* PROBLEM REQUIREMENTS
Look through the records, and wherever the string "items" turns up, copy out that line.

*** EXTRACTED INFORMATION Section Begins ***

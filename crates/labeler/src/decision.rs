//! # Decision Engine
//!
//! Asks the classifier which catalog labels apply and validates the answer.
//!
//! The request's output schema enumerates the exact catalog names, so a
//! well-behaved model cannot invent labels. The result is still checked:
//! names outside the catalog are rejected (never applied), duplicates are
//! collapsed, and output of the wrong shape fails with a retryable
//! [`LabelerError::Decision`] instead of yielding a guessed set.

use std::collections::HashSet;
use std::sync::Arc;

use async_trait::async_trait;
use serde::Serialize;
use serde_json::{json, Value};
use tracing::{debug, info, warn};

use crate::ai::{
    labeling_template, parse_ai_response, AIMessage, AIProvider, GenerateOptions,
    LabelingPromptContext, PromptTemplate, StructuredOutput,
};
use crate::catalog::LabelCatalog;
use crate::context::ClassificationContext;
use crate::errors::{LabelerError, LabelerResult};

/// Name of the structured output the classifier must produce.
pub const OUTPUT_SCHEMA_NAME: &str = "label_selection";

/// A fully rendered classification request.
#[derive(Debug, Clone, PartialEq, Serialize)]
pub struct ClassificationRequest {
    pub system: String,
    pub user: String,
    pub output: StructuredOutput,
    /// The only label names the classifier may return
    pub allowed: Vec<String>,
}

/// Something that turns a classification request into raw structured output.
#[async_trait]
pub trait Classifier: Send + Sync {
    async fn classify(&self, request: &ClassificationRequest) -> LabelerResult<Value>;
}

/// Classifier backed by a language model provider.
pub struct LlmClassifier {
    provider: Arc<dyn AIProvider>,
    model: String,
    options: GenerateOptions,
}

impl LlmClassifier {
    pub fn new(provider: Arc<dyn AIProvider>, model: impl Into<String>) -> Self {
        Self {
            provider,
            model: model.into(),
            options: GenerateOptions {
                temperature: Some(0.0),
                ..GenerateOptions::default()
            },
        }
    }
}

#[async_trait]
impl Classifier for LlmClassifier {
    async fn classify(&self, request: &ClassificationRequest) -> LabelerResult<Value> {
        let messages = [
            AIMessage::system(request.system.as_str()),
            AIMessage::user(request.user.as_str()),
        ];
        let options = GenerateOptions {
            structured_output: Some(request.output.clone()),
            ..self.options.clone()
        };

        let response = self
            .provider
            .generate_text(&self.model, &messages, &options)
            .await?;

        debug!(
            provider = %response.provider,
            model = %response.model,
            input_tokens = response.usage.input_tokens,
            output_tokens = response.usage.output_tokens,
            "Classifier responded"
        );

        parse_ai_response(&response)
    }
}

/// The validated set of labels chosen for one entity.
#[derive(Debug, Clone, Default, PartialEq, Eq, Serialize)]
pub struct Decision {
    /// Chosen names, in catalog order
    pub labels: Vec<String>,
    /// Names the classifier returned that are not in the catalog
    pub rejected: Vec<String>,
}

impl Decision {
    pub fn contains(&self, name: &str) -> bool {
        self.labels.iter().any(|l| l == name)
    }

    pub fn is_empty(&self) -> bool {
        self.labels.is_empty()
    }

    pub fn iter(&self) -> impl Iterator<Item = &str> {
        self.labels.iter().map(String::as_str)
    }
}

/// Builds classification requests and validates their results.
pub struct DecisionEngine<C> {
    classifier: C,
    template: PromptTemplate,
}

impl<C: Classifier> DecisionEngine<C> {
    pub fn new(classifier: C) -> Self {
        Self {
            classifier,
            template: labeling_template(),
        }
    }

    /// Decide which catalog labels apply to the context's entity.
    pub async fn decide(&self, context: &ClassificationContext) -> LabelerResult<Decision> {
        if context.catalog.is_empty() {
            info!("Label catalog is empty, nothing to decide");
            return Ok(Decision::default());
        }

        let request = self.build_request(context)?;
        debug!(
            labels = request.allowed.len(),
            prompt_chars = request.system.len() + request.user.len(),
            "Requesting classification"
        );

        let raw = self.classifier.classify(&request).await?;
        let names = extract_label_names(&raw)?;
        let decision = validate(names, &context.catalog);

        info!(
            labels = ?decision.labels,
            rejected = decision.rejected.len(),
            "Classification complete"
        );
        Ok(decision)
    }

    /// Render the prompt and the enumerated output schema.
    pub fn build_request(&self, context: &ClassificationContext) -> LabelerResult<ClassificationRequest> {
        let (system, user) = self
            .template
            .render(&LabelingPromptContext::from(context))?;
        let allowed: Vec<String> = context.catalog.names().map(str::to_string).collect();

        Ok(ClassificationRequest {
            system,
            user,
            output: StructuredOutput {
                name: OUTPUT_SCHEMA_NAME.to_string(),
                description: "The labels that apply to the issue or pull request".to_string(),
                schema: label_selection_schema(&allowed),
            },
            allowed,
        })
    }
}

/// JSON schema restricting output to a subset of `allowed`.
pub fn label_selection_schema(allowed: &[String]) -> Value {
    json!({
        "type": "object",
        "properties": {
            "labels": {
                "type": "array",
                "description": "Names of the labels that apply; may be empty",
                "items": {
                    "type": "string",
                    "enum": allowed,
                },
            },
        },
        "required": ["labels"],
        "additionalProperties": false,
    })
}

/// Read label names out of `{"labels": [..]}` (or a bare array).
fn extract_label_names(raw: &Value) -> LabelerResult<Vec<String>> {
    let items = match raw {
        Value::Object(map) => map
            .get("labels")
            .and_then(Value::as_array)
            .ok_or_else(|| LabelerError::decision("expected an object with a 'labels' array"))?,
        Value::Array(items) => items,
        other => {
            return Err(LabelerError::decision(format!(
                "expected a list of label names, got {other}"
            )));
        }
    };

    items
        .iter()
        .map(|item| {
            item.as_str()
                .map(str::to_string)
                .ok_or_else(|| LabelerError::decision(format!("label entry {item} is not a string")))
        })
        .collect()
}

/// Deduplicate, drop names outside the catalog, and order by catalog position.
fn validate(names: Vec<String>, catalog: &LabelCatalog) -> Decision {
    let mut seen = HashSet::new();
    let mut labels = Vec::new();
    let mut rejected = Vec::new();

    for name in names {
        if !seen.insert(name.clone()) {
            continue;
        }
        if catalog.contains(&name) {
            labels.push(name);
        } else {
            warn!(label = %name, "Classifier returned a label outside the catalog, rejecting");
            rejected.push(name);
        }
    }

    labels.sort_by_key(|name| catalog.position(name));
    Decision { labels, rejected }
}

#[cfg(test)]
mod tests {
    use super::*;
    use crate::catalog::LabelDefinition;
    use crate::entity::TargetEntity;
    use std::sync::Mutex;

    /// Returns a fixed value and records the request it saw.
    struct FixedClassifier {
        output: Value,
        seen: Mutex<Option<ClassificationRequest>>,
    }

    impl FixedClassifier {
        fn new(output: Value) -> Self {
            Self {
                output,
                seen: Mutex::new(None),
            }
        }
    }

    #[async_trait]
    impl Classifier for FixedClassifier {
        async fn classify(&self, request: &ClassificationRequest) -> LabelerResult<Value> {
            *self.seen.lock().unwrap() = Some(request.clone());
            Ok(self.output.clone())
        }
    }

    fn context(labels: &[&str]) -> ClassificationContext {
        ClassificationContext {
            entity: TargetEntity::issue(1, "Docs typo", "The README has a typo"),
            catalog: labels.iter().map(|l| LabelDefinition::new(*l)).collect(),
            global_instructions: None,
            diff: None,
            context_files: vec![],
            warnings: vec![],
        }
    }

    #[tokio::test]
    async fn test_decision_in_catalog_order_without_duplicates() {
        let engine = DecisionEngine::new(FixedClassifier::new(
            json!({"labels": ["docs", "bug", "docs"]}),
        ));

        let decision = engine.decide(&context(&["bug", "docs", "question"])).await.unwrap();

        assert_eq!(decision.labels, vec!["bug", "docs"]);
        assert!(decision.rejected.is_empty());
        assert!(decision.contains("docs"));
    }

    #[tokio::test]
    async fn test_unknown_names_are_rejected() {
        let engine = DecisionEngine::new(FixedClassifier::new(json!({"labels": ["bug", "urgent"]})));

        let decision = engine.decide(&context(&["bug"])).await.unwrap();

        assert_eq!(decision.labels, vec!["bug"]);
        assert_eq!(decision.rejected, vec!["urgent"]);
    }

    #[tokio::test]
    async fn test_bare_array_is_accepted() {
        let engine = DecisionEngine::new(FixedClassifier::new(json!(["bug"])));
        let decision = engine.decide(&context(&["bug"])).await.unwrap();
        assert_eq!(decision.labels, vec!["bug"]);
    }

    #[tokio::test]
    async fn test_malformed_output_is_decision_error() {
        for output in [
            json!({"label": ["bug"]}),
            json!({"labels": "bug"}),
            json!({"labels": [1, 2]}),
            json!("bug"),
        ] {
            let engine = DecisionEngine::new(FixedClassifier::new(output.clone()));
            let err = engine.decide(&context(&["bug"])).await.unwrap_err();
            assert!(
                matches!(err, LabelerError::Decision { .. }),
                "expected decision error for {output}"
            );
        }
    }

    #[tokio::test]
    async fn test_empty_catalog_skips_classifier() {
        let classifier = FixedClassifier::new(json!({"labels": ["bug"]}));
        let engine = DecisionEngine::new(classifier);

        let decision = engine.decide(&context(&[])).await.unwrap();

        assert!(decision.is_empty());
        assert!(engine.classifier.seen.lock().unwrap().is_none());
    }

    #[tokio::test]
    async fn test_request_enumerates_catalog_names() {
        let engine = DecisionEngine::new(FixedClassifier::new(json!({"labels": []})));
        engine.decide(&context(&["bug", "docs"])).await.unwrap();

        let request = engine.classifier.seen.lock().unwrap().clone().unwrap();
        assert_eq!(request.allowed, vec!["bug", "docs"]);
        assert_eq!(request.output.name, OUTPUT_SCHEMA_NAME);
        assert_eq!(
            request.output.schema["properties"]["labels"]["items"]["enum"],
            json!(["bug", "docs"])
        );
        assert!(request.user.contains("Docs typo"));
    }

    #[test]
    fn test_schema_disallows_extra_fields() {
        let schema = label_selection_schema(&["bug".to_string()]);
        assert_eq!(schema["additionalProperties"], json!(false));
        assert_eq!(schema["required"], json!(["labels"]));
    }
}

*** EXTRACTED INFORMATION Section Ends ***

* SOLUTION TO THE PROBLEM
                "items": {
    let items = match raw {
        Value::Array(items) => items,
    items
            request.output.schema["properties"]["labels"]["items"]["enum"],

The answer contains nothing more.